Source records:
^^^^^^^^^^^^^^^^

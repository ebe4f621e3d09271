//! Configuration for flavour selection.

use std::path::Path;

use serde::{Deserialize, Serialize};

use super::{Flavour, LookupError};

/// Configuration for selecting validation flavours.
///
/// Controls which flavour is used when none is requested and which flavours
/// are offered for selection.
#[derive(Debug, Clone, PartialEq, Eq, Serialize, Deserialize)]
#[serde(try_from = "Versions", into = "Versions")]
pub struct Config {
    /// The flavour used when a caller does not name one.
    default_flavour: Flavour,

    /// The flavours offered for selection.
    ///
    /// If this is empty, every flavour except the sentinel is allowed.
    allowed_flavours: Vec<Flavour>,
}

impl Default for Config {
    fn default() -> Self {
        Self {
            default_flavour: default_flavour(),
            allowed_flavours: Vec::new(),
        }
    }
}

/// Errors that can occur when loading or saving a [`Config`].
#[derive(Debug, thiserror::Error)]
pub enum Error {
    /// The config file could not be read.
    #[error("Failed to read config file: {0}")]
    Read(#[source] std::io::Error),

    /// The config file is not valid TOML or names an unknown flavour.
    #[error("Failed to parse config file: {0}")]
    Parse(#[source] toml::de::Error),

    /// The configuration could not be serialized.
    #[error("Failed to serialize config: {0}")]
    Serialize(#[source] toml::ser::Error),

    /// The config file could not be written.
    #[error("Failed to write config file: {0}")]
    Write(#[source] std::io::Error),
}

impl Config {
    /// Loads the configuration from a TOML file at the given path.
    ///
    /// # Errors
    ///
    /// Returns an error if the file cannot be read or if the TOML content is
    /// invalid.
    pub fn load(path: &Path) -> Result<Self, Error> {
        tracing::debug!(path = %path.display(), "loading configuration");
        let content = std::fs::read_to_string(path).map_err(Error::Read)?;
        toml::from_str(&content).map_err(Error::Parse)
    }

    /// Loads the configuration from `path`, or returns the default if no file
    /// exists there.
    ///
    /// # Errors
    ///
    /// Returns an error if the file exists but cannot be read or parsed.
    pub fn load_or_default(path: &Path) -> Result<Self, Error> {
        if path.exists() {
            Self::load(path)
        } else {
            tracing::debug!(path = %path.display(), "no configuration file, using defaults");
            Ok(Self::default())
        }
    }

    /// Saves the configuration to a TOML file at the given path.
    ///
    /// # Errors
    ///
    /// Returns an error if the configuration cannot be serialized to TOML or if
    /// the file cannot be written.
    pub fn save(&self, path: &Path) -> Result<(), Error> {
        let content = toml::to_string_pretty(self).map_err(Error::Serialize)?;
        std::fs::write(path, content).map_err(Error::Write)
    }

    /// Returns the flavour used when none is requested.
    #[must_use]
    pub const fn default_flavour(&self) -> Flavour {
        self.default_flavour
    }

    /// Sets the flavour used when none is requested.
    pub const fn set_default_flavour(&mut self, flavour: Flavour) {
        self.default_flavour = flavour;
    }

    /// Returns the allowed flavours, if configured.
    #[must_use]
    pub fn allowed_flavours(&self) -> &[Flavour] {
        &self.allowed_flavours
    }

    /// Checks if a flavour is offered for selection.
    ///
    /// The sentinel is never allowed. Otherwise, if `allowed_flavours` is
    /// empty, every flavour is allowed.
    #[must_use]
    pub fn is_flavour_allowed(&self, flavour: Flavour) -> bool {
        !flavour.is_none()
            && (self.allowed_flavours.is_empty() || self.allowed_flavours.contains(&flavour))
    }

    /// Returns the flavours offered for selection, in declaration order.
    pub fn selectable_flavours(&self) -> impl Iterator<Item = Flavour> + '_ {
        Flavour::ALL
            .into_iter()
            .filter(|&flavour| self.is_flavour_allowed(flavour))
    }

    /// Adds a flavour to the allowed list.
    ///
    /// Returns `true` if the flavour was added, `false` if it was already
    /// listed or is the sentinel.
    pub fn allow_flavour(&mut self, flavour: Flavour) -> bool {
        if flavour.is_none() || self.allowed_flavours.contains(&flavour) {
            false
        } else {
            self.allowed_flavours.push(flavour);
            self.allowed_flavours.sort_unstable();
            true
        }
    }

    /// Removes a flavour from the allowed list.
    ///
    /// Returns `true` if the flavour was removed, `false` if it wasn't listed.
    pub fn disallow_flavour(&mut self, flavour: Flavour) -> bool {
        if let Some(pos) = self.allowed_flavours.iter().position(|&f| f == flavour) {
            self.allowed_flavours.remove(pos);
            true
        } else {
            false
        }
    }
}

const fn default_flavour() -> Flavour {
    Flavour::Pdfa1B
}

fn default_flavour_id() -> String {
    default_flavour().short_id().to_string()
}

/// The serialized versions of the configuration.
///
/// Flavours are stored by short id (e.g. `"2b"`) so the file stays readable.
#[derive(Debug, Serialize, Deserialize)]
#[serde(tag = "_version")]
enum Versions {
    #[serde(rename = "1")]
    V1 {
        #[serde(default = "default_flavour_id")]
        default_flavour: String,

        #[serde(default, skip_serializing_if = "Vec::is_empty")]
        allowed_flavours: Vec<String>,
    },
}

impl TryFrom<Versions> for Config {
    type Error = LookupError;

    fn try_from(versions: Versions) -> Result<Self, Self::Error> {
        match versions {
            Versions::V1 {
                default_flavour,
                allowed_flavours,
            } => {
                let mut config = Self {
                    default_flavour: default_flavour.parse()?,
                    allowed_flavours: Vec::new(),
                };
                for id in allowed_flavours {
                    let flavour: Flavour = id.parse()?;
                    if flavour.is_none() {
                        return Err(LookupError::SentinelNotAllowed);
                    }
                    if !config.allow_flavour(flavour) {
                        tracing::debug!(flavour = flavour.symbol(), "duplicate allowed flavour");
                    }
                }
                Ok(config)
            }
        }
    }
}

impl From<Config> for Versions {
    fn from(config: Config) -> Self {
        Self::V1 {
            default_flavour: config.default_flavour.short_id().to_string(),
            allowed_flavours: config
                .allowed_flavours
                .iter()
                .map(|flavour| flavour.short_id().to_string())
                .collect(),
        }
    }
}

^^^^^^^^^^^^^^^^

Each entry must be reproduced exactly, with nothing added or dropped.

repository ebe4f621e3d09271
//! Configuration for flavour selection.

use std::path::Path;

use serde::{Deserialize, Serialize};

use super::{Flavour, LookupError};

/// Configuration for selecting validation flavours.
///
/// Controls which flavour is used when none is requested and which flavours
/// are offered for selection.
#[derive(Debug, Clone, PartialEq, Eq, Serialize, Deserialize)]
#[serde(try_from = "Versions", into = "Versions")]
pub struct Config {
    /// The flavour used when a caller does not name one.
    default_flavour: Flavour,

    /// The flavours offered for selection.
    ///
    /// If this is empty, every flavour except the sentinel is allowed.
    allowed_flavours: Vec<Flavour>,
}

impl Default for Config {
    fn default() -> Self {
        Self {
            default_flavour: default_flavour(),
            allowed_flavours: Vec::new(),
        }
    }
}

/// Errors that can occur when loading or saving a [`Config`].
#[derive(Debug, thiserror::Error)]
pub enum Error {
    /// The config file could not be read.
    #[error("Failed to read config file: {0}")]
    Read(#[source] std::io::Error),

    /// The config file is not valid TOML or names an unknown flavour.
    #[error("Failed to parse config file: {0}")]
    Parse(#[source] toml::de::Error),

    /// The configuration could not be serialized.
    #[error("Failed to serialize config: {0}")]
    Serialize(#[source] toml::ser::Error),

    /// The config file could not be written.
    #[error("Failed to write config file: {0}")]
    Write(#[source] std::io::Error),
}

impl Config {
    /// Loads the configuration from a TOML file at the given path.
    ///
    /// # Errors
    ///
    /// Returns an error if the file cannot be read or if the TOML content is
    /// invalid.
    pub fn load(path: &Path) -> Result<Self, Error> {
        tracing::debug!(path = %path.display(), "loading configuration");
        let content = std::fs::read_to_string(path).map_err(Error::Read)?;
        toml::from_str(&content).map_err(Error::Parse)
    }

    /// Loads the configuration from `path`, or returns the default if no file
    /// exists there.
    ///
    /// # Errors
    ///
    /// Returns an error if the file exists but cannot be read or parsed.
    pub fn load_or_default(path: &Path) -> Result<Self, Error> {
        if path.exists() {
            Self::load(path)
        } else {
            tracing::debug!(path = %path.display(), "no configuration file, using defaults");
            Ok(Self::default())
        }
    }

    /// Saves the configuration to a TOML file at the given path.
    ///
    /// # Errors
    ///
    /// Returns an error if the configuration cannot be serialized to TOML or if
    /// the file cannot be written.
    pub fn save(&self, path: &Path) -> Result<(), Error> {
        let content = toml::to_string_pretty(self).map_err(Error::Serialize)?;
        std::fs::write(path, content).map_err(Error::Write)
    }

    /// Returns the flavour used when none is requested.
    #[must_use]
    pub const fn default_flavour(&self) -> Flavour {
        self.default_flavour
    }

    /// Sets the flavour used when none is requested.
    pub const fn set_default_flavour(&mut self, flavour: Flavour) {
        self.default_flavour = flavour;
    }

    /// Returns the allowed flavours, if configured.
    #[must_use]
    pub fn allowed_flavours(&self) -> &[Flavour] {
        &self.allowed_flavours
    }

    /// Checks if a flavour is offered for selection.
    ///
    /// The sentinel is never allowed. Otherwise, if `allowed_flavours` is
    /// empty, every flavour is allowed.
    #[must_use]
    pub fn is_flavour_allowed(&self, flavour: Flavour) -> bool {
        !flavour.is_none()
            && (self.allowed_flavours.is_empty() || self.allowed_flavours.contains(&flavour))
    }

    /// Returns the flavours offered for selection, in declaration order.
    pub fn selectable_flavours(&self) -> impl Iterator<Item = Flavour> + '_ {
        Flavour::ALL
            .into_iter()
            .filter(|&flavour| self.is_flavour_allowed(flavour))
    }

    /// Adds a flavour to the allowed list.
    ///
    /// Returns `true` if the flavour was added, `false` if it was already
    /// listed or is the sentinel.
    pub fn allow_flavour(&mut self, flavour: Flavour) -> bool {
        if flavour.is_none() || self.allowed_flavours.contains(&flavour) {
            false
        } else {
            self.allowed_flavours.push(flavour);
            self.allowed_flavours.sort_unstable();
            true
        }
    }

    /// Removes a flavour from the allowed list.
    ///
    /// Returns `true` if the flavour was removed, `false` if it wasn't listed.
    pub fn disallow_flavour(&mut self, flavour: Flavour) -> bool {
        if let Some(pos) = self.allowed_flavours.iter().position(|&f| f == flavour) {
            self.allowed_flavours.remove(pos);
            true
        } else {
            false
        }
    }
}

const fn default_flavour() -> Flavour {
    Flavour::Pdfa1B
}

fn default_flavour_id() -> String {
    default_flavour().short_id().to_string()
}

/// The serialized versions of the configuration.
///
/// Flavours are stored by short id (e.g. `"2b"`) so the file stays readable.
#[derive(Debug, Serialize, Deserialize)]
#[serde(tag = "_version")]
enum Versions {
    #[serde(rename = "1")]
    V1 {
        #[serde(default = "default_flavour_id")]
        default_flavour: String,

        #[serde(default, skip_serializing_if = "Vec::is_empty")]
        allowed_flavours: Vec<String>,
    },
}

impl TryFrom<Versions> for Config {
    type Error = LookupError;

    fn try_from(versions: Versions) -> Result<Self, Self::Error> {
        match versions {
            Versions::V1 {
                default_flavour,
                allowed_flavours,
            } => {
                let mut config = Self {
                    default_flavour: default_flavour.parse()?,
                    allowed_flavours: Vec::new(),
                };
                for id in allowed_flavours {
                    let flavour: Flavour = id.parse()?;
                    if flavour.is_none() {
                        return Err(LookupError::SentinelNotAllowed);
                    }
                    if !config.allow_flavour(flavour) {
                        tracing::debug!(flavour = flavour.symbol(), "duplicate allowed flavour");
                    }
                }
                Ok(config)
            }
        }
    }
}

impl From<Config> for Versions {
    fn from(config: Config) -> Self {
        Self::V1 {
            default_flavour: config.default_flavour.short_id().to_string(),
            allowed_flavours: config
                .allowed_flavours
                .iter()
                .map(|flavour| flavour.short_id().to_string())
                .collect(),
        }
    }
}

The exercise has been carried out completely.